Chimney, 9... Smoke ash, 10... Dissolution reactor, 11
...Solid residue, 12...Acidic solution, 13...Heavy metal precipitate, 14...Heavy metal, 15...Acidic solution,
16. Recirculator, 17.. Neutralization device, 18..
Sludge 19...Residual salt, 20...Drainage channel, 2
1... Reuse processing device, 22... Precipitant, 23
...neutralization device, 24...vaporization crystallization device, 25.

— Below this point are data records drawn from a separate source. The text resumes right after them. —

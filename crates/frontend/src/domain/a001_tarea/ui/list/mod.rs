pub mod state;

use contracts::domain::a001_tarea::{Tarea, TareasPageQuery, ESTADOS_TAREA};
use leptos::logging::log;
use leptos::prelude::*;
use leptos::task::spawn_local;
use thaw::*;

use self::state::create_state;
use super::details::{TareaForm, TareaFormValues};
use crate::domain::a001_tarea::api;
use crate::domain::a001_tarea::loader::{reconcile, TareasSource};
use crate::shared::components::filter_panel::FilterPanel;
use crate::shared::components::pagination_controls::PaginationControls;
use crate::shared::components::table_message::TableMessageRow;
use crate::shared::components::ui::badge::{estado_tarea_variant, Badge as UiBadge};
use crate::shared::components::ui::input::Input as FormInput;
use crate::shared::components::ui::select::Select as FormSelect;
use crate::shared::date_utils::format_datetime;
use crate::shared::dialogs::notify;
use crate::shared::export::export_cache;
use crate::shared::icons::icon;
use crate::shared::list_utils::{ListFilter, LoadStatus, SearchInput, ALL_STATUSES};
use crate::shared::page_frame::{PageFrame, PAGE_CAT_LIST};
use crate::system::auth::context::use_auth;

const COLUMNS: usize = 7;

/// Form currently shown in the modal: `(id_tarea, values)`
type OpenForm = Option<(Option<i64>, TareaFormValues)>;

fn non_empty(value: String) -> Option<String> {
    if value.trim().is_empty() {
        None
    } else {
        Some(value)
    }
}

#[component]
pub fn TareasList() -> impl IntoView {
    let (auth, _) = use_auth();
    let state = create_state();
    let open_form = RwSignal::<OpenForm>::new(None);

    let estado_filter = RwSignal::new(ALL_STATUSES.to_string());
    let fecha_inicio = RwSignal::new(String::new());
    let fecha_fin = RwSignal::new(String::new());

    let is_operario = Signal::derive(move || auth.get().is_operario());

    let load_page = move |page: usize| {
        let Some(user) = auth.get_untracked().user else {
            state.update(|s| {
                s.sequence.issue();
                s.rows.clear();
                s.cache.clear();
                s.status = LoadStatus::Unauthenticated;
            });
            return;
        };

        let mut ticket = 0;
        state.update(|s| ticket = s.begin_load());
        let (filter, page_size, query) = state.with_untracked(|s| {
            (
                ListFilter::new(&s.estado_filter, &s.search),
                s.page_size,
                TareasPageQuery {
                    page,
                    page_size: s.page_size,
                    fecha_inicio: non_empty(s.fecha_inicio.clone()),
                    fecha_fin: non_empty(s.fecha_fin.clone()),
                },
            )
        });

        spawn_local(async move {
            let fetched = if user.is_operario() {
                api::get_by_user(user.id_usuario)
                    .await
                    .map(TareasSource::Owned)
            } else {
                api::get_paginated(&query)
                    .await
                    .map(TareasSource::ServerPage)
            };
            let result = fetched.map(|source| reconcile(source, page, page_size, &filter));

            let mut applied = false;
            state.update(|s| applied = s.apply_load(ticket, page, result));
            if !applied {
                log!("Discarding stale tareas response (ticket {})", ticket);
            }
        });
    };

    // Initial load, then back to page 1 whenever a filter or the session changes.
    Effect::new(move |_| {
        let estado = estado_filter.get();
        let inicio = fecha_inicio.get();
        let fin = fecha_fin.get();
        auth.track();
        untrack(move || {
            state.update(|s| {
                s.estado_filter = estado;
                s.fecha_inicio = inicio;
                s.fecha_fin = fin;
            });
            load_page(1);
        });
    });

    let search_value = Signal::derive(move || state.with(|s| s.search.clone()));

    let on_search = Callback::new(move |text: String| {
        state.update(|s| s.search = text);
        load_page(1);
    });

    let open_create = move || {
        let id_usuario = auth.with_untracked(|a| a.user.as_ref().map(|u| u.id_usuario));
        open_form.set(Some((None, TareaFormValues::new_for(id_usuario))));
    };

    let open_edit = move |id_tarea: i64| {
        let found = state.with_untracked(|s| {
            s.cache.iter().find(|t| t.id_tarea == id_tarea).cloned()
        });
        match found {
            Some(tarea) => open_form.set(Some((Some(id_tarea), TareaFormValues::from_tarea(&tarea)))),
            None => notify("No se encontró la tarea para editar (recarga la página)."),
        }
    };

    let export = move || {
        let (cache, page) = state.with_untracked(|s| (s.cache.clone(), s.page));
        export_cache(&cache, &format!("tareas_page{}.csv", page));
    };

    let estado_options = Signal::derive(|| {
        std::iter::once((ALL_STATUSES.to_string(), "Todos".to_string()))
            .chain(ESTADOS_TAREA.iter().map(|e| (e.to_string(), e.to_string())))
            .collect::<Vec<_>>()
    });

    let active_filters_count = Signal::derive(move || {
        state.with(|s| {
            [
                s.estado_filter != ALL_STATUSES,
                !s.search.is_empty(),
                !s.fecha_inicio.is_empty(),
                !s.fecha_fin.is_empty(),
            ]
            .iter()
            .filter(|active| **active)
            .count()
        })
    });

    let render_row = move |tarea: Tarea| {
        let id_tarea = tarea.id_tarea;
        let fin = tarea
            .fecha_hora_fin
            .as_deref()
            .map(format_datetime)
            .unwrap_or_else(|| "-".to_string());
        view! {
            <TableRow>
                <TableCell><TableCellLayout>{tarea.id_tarea}</TableCellLayout></TableCell>
                <TableCell><TableCellLayout>{tarea.id_usuario}</TableCellLayout></TableCell>
                <TableCell>
                    <TableCellLayout truncate=true>{tarea.descripcion.clone()}</TableCellLayout>
                </TableCell>
                <TableCell>
                    <TableCellLayout>{format_datetime(&tarea.fecha_hora_init)}</TableCellLayout>
                </TableCell>
                <TableCell><TableCellLayout>{fin}</TableCellLayout></TableCell>
                <TableCell>
                    <TableCellLayout>
                        <UiBadge variant=estado_tarea_variant(&tarea.estado).to_string()>
                            {tarea.estado.clone()}
                        </UiBadge>
                    </TableCellLayout>
                </TableCell>
                <TableCell>
                    <TableCellLayout>
                        <Show when=move || !is_operario.get()>
                            <Button
                                appearance=ButtonAppearance::Subtle
                                size=ButtonSize::Small
                                attr:title="Editar"
                                on_click=move |_| open_edit(id_tarea)
                            >
                                {icon("edit")}
                            </Button>
                        </Show>
                    </TableCellLayout>
                </TableCell>
            </TableRow>
        }
        .into_any()
    };

    view! {
        <PageFrame page_id="a001_tareas--list" category=PAGE_CAT_LIST>
            <div class="page__header">
                <div class="page__header-left">
                    {icon("tasks")}
                    <h1 class="page__title">"Tareas"</h1>
                </div>
                <div class="page__header-right">
                    <Show when=move || !is_operario.get()>
                        <Button appearance=ButtonAppearance::Primary on_click=move |_| open_create()>
                            {icon("plus")}
                            " Nueva tarea"
                        </Button>
                    </Show>
                    <Button appearance=ButtonAppearance::Secondary on_click=move |_| export()>
                        {icon("download")}
                        " Exportar CSV"
                    </Button>
                    <Button
                        appearance=ButtonAppearance::Secondary
                        on_click=move |_| load_page(state.with_untracked(|s| s.page))
                    >
                        {icon("refresh")}
                    </Button>
                </div>
            </div>

            <div class="page__content">
                <FilterPanel active_filters_count=active_filters_count>
                    <Flex gap=FlexGap::Medium align=FlexAlign::End>
                        <FormSelect label="Estado" id="filter-estado" value=estado_filter options=estado_options />
                        <FormInput label="Desde" id="filter-fecha-inicio" input_type="date" value=fecha_inicio />
                        <FormInput label="Hasta" id="filter-fecha-fin" input_type="date" value=fecha_fin />
                        <SearchInput value=search_value on_change=on_search placeholder="Buscar por descripción..." />
                    </Flex>
                </FilterPanel>

                <div class="table-wrapper">
                    <Table attr:style="width: 100%;">
                        <TableHeader>
                            <TableRow>
                                <TableHeaderCell>"ID"</TableHeaderCell>
                                <TableHeaderCell>"Usuario"</TableHeaderCell>
                                <TableHeaderCell>"Descripción"</TableHeaderCell>
                                <TableHeaderCell>"Inicio"</TableHeaderCell>
                                <TableHeaderCell>"Fin"</TableHeaderCell>
                                <TableHeaderCell>"Estado"</TableHeaderCell>
                                <TableHeaderCell>""</TableHeaderCell>
                            </TableRow>
                        </TableHeader>
                        <TableBody>
                            {move || {
                                let (status, rows) = state.with(|s| (s.status.clone(), s.rows.clone()));
                                match status {
                                    LoadStatus::Loading => view! {
                                        <TableMessageRow text="Cargando..." columns=COLUMNS />
                                    }
                                    .into_any(),
                                    LoadStatus::Unauthenticated => view! {
                                        <TableMessageRow text="Usuario no autenticado." columns=COLUMNS error=true />
                                    }
                                    .into_any(),
                                    LoadStatus::Failed(msg) => view! {
                                        <TableMessageRow text=msg columns=COLUMNS error=true />
                                    }
                                    .into_any(),
                                    LoadStatus::Loaded if rows.is_empty() => view! {
                                        <TableMessageRow text="No se encontraron tareas." columns=COLUMNS />
                                    }
                                    .into_any(),
                                    LoadStatus::Loaded => {
                                        rows.into_iter().map(render_row).collect_view().into_any()
                                    }
                                }
                            }}
                        </TableBody>
                    </Table>
                </div>

                <PaginationControls
                    current_page=Signal::derive(move || state.with(|s| s.page))
                    total_pages=Signal::derive(move || state.with(|s| s.total_pages))
                    on_page_change=Callback::new(load_page)
                />
            </div>

            {move || {
                open_form.get().map(|(id_tarea, initial)| {
                    let on_saved = Callback::new(move |_| {
                        open_form.set(None);
                        let target = if id_tarea.is_some() {
                            state.with_untracked(|s| s.page)
                        } else {
                            1
                        };
                        load_page(target);
                    });
                    view! {
                        <TareaForm
                            id_tarea=id_tarea
                            initial=initial
                            on_saved=on_saved
                            on_cancel=Callback::new(move |_| open_form.set(None))
                        />
                    }
                })
            }}
        </PageFrame>
    }
}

...Bitumenization equipment, 26...Storage, 27
···bath.

Claims (1)

[Claims] 1) In order to purify the flue gas produced during the combustion of waste and containing solid substances of various compositions as well as harmful gases and heavy metals in gaseous form, most of the solid substances are smoked in a separator. A flue discharged from a separator (5) in a flue gas purification method, in which the flue gas is cleaned in order to remove it from the flue gas, collect it as ashes, and combine the noxious gases as well as the remaining solid substances. The gas is led to a condenser/cleaner (6) where water vapor, HC7 in vapor form and/or
or removing heavy metals, the condensate is used to elute soluble heavy metals from smoke ash, (9), and the soluble heavy metals are precipitated and removed from the process. 2) Process according to claim 1, characterized in that the heavy metals (14) obtained are passed to a recirculator (16). 3) return all other residues (11, 18) to the incinerator (2) where they are bulk processed and fused into sludge (3);
3. The method according to claim 1, wherein the method is thereby made reusable. 4) A method according to any one of claims 1 to 3, characterized in that the residual salt (19) is sent to a drain (20). 5) Process according to any one of claims 1 to 4, characterized in that the residual salt (19) is fused into the inert matrix, optionally together with the smoke ash (9). 6) Any of the claims 1 to 5, characterized in that the residues of heavy metals that have not been fused into the sludge (3) are isolated from the sludge (3) by post-treatment with a weak acid. The method described in. 7) The method according to claim 1, characterized in that the post-treatment with a weak acid is carried out in a bath simultaneously with the quenching step of the sludge (3).